*** Opening Data provided ***

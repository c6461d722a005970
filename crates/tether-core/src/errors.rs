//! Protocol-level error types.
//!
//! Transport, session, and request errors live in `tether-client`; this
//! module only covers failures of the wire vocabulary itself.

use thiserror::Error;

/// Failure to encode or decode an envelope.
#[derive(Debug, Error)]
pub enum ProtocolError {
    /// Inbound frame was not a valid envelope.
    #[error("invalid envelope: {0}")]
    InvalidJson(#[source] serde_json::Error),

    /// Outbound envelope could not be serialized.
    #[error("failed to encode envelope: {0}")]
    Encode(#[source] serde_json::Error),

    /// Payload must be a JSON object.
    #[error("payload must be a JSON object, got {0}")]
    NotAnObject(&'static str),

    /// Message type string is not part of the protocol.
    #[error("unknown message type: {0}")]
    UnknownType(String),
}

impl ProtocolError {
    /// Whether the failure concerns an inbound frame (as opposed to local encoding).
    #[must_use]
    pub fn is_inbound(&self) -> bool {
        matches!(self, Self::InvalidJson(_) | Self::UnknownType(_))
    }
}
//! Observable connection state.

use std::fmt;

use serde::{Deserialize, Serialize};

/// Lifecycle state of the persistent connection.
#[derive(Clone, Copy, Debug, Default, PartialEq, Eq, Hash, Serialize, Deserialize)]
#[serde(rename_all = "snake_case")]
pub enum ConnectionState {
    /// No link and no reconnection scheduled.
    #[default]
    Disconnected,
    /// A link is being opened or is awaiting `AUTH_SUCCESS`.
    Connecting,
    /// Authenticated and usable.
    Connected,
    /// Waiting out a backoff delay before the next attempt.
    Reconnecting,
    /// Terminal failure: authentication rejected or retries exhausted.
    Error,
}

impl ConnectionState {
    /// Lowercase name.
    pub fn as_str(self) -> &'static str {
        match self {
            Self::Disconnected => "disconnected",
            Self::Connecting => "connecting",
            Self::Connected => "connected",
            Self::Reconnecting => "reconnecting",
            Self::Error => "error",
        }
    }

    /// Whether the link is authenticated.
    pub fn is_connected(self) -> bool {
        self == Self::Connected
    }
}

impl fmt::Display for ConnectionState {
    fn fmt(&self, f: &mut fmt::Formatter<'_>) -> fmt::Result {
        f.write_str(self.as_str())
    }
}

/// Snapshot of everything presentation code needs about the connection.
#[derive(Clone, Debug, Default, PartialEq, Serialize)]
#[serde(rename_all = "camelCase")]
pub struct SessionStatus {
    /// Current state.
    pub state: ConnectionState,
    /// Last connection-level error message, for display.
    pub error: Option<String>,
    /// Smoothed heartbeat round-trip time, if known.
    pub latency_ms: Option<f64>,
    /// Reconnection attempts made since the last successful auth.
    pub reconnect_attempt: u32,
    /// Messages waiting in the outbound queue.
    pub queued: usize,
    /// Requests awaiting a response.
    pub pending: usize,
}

*** Closing Data provided ***
*** Opening Data provided ***

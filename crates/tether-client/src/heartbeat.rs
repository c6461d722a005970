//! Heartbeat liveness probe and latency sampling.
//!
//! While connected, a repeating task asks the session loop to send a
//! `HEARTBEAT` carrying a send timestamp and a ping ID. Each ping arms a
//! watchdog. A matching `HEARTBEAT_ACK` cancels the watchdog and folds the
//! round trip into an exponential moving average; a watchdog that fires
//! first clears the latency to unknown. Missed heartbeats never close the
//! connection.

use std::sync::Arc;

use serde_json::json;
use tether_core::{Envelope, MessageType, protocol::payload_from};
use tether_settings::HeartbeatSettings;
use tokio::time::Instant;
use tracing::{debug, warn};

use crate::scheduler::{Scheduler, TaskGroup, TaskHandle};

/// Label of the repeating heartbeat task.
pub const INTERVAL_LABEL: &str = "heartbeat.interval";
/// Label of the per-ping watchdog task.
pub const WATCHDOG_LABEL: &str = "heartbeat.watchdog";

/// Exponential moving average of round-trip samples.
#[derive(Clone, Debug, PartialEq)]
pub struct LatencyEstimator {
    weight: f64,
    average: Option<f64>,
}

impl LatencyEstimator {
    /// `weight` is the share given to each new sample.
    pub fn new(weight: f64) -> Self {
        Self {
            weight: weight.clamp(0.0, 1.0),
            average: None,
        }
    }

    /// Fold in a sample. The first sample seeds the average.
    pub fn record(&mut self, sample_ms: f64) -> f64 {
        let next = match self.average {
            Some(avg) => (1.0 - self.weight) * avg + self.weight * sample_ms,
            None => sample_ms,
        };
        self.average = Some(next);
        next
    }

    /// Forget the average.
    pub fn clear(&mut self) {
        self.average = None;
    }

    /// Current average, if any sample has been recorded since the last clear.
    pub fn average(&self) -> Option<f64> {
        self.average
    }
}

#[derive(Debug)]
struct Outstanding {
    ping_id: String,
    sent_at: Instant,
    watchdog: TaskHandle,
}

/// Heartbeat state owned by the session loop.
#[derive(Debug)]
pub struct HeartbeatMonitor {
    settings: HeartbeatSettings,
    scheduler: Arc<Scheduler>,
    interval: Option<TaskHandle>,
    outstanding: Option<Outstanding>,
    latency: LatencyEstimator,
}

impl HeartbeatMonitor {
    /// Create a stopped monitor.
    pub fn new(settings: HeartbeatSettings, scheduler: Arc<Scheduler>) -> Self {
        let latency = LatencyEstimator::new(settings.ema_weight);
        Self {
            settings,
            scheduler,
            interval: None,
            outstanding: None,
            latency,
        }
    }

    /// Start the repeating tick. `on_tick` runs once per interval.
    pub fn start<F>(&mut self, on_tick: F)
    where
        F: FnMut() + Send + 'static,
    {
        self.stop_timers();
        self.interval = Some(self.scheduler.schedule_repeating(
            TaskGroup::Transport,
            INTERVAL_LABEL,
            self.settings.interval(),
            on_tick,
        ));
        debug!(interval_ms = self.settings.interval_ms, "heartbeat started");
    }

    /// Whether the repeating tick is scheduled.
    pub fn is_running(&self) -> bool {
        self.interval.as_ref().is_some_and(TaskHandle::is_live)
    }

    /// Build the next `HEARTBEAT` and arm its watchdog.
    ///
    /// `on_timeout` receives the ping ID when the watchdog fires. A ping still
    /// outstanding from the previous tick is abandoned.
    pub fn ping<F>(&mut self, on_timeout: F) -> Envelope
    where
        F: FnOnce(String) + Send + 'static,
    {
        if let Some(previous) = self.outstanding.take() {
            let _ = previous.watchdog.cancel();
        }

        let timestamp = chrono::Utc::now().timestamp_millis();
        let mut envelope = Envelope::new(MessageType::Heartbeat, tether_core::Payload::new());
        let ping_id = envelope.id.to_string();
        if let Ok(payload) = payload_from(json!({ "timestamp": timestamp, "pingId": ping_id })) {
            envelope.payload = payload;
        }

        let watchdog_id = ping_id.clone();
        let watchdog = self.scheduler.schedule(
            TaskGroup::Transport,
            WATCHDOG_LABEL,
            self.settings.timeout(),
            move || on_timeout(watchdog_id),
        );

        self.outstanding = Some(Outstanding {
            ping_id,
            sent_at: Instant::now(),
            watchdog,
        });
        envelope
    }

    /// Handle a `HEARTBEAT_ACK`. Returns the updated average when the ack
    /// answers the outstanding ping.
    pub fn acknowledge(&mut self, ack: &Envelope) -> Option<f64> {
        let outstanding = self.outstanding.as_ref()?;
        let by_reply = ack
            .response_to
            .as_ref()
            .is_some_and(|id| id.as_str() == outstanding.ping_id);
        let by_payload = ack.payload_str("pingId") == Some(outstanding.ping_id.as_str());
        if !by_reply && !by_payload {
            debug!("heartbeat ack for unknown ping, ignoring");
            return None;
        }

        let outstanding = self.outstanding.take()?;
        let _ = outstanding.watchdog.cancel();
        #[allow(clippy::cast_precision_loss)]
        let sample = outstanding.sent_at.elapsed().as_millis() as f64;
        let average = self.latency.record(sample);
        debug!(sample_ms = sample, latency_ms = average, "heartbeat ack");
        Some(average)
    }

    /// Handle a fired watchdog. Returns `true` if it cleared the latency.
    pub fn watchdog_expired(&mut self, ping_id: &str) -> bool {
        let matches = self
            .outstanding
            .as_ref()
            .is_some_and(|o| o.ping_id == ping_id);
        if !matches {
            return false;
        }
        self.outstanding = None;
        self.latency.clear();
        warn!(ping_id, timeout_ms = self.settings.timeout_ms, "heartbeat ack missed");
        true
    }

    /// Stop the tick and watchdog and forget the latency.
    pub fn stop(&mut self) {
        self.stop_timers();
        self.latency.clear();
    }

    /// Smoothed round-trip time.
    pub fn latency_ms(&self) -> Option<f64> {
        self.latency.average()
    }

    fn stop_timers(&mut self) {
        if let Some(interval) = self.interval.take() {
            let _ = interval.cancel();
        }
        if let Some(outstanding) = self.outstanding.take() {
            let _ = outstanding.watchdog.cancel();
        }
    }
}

*** Closing Data provided ***

• What needs to be done
Starting at the line above that contains "use std::fmt;", write out each line exactly until the line that contains "or retries exhausted." has been written, and stop there.

• Written solution
use std::fmt;

use serde::{Deserialize, Serialize};

/// Lifecycle state of the persistent connection.
#[derive(Clone, Copy, Debug, Default, PartialEq, Eq, Hash, Serialize, Deserialize)]
#[serde(rename_all = "snake_case")]
pub enum ConnectionState {
    /// No link and no reconnection scheduled.
    #[default]
    Disconnected,
    /// A link is being opened or is awaiting `AUTH_SUCCESS`.
    Connecting,
    /// Authenticated and usable.
    Connected,
    /// Waiting out a backoff delay before the next attempt.
    Reconnecting,
    /// Terminal failure: authentication rejected or retries exhausted.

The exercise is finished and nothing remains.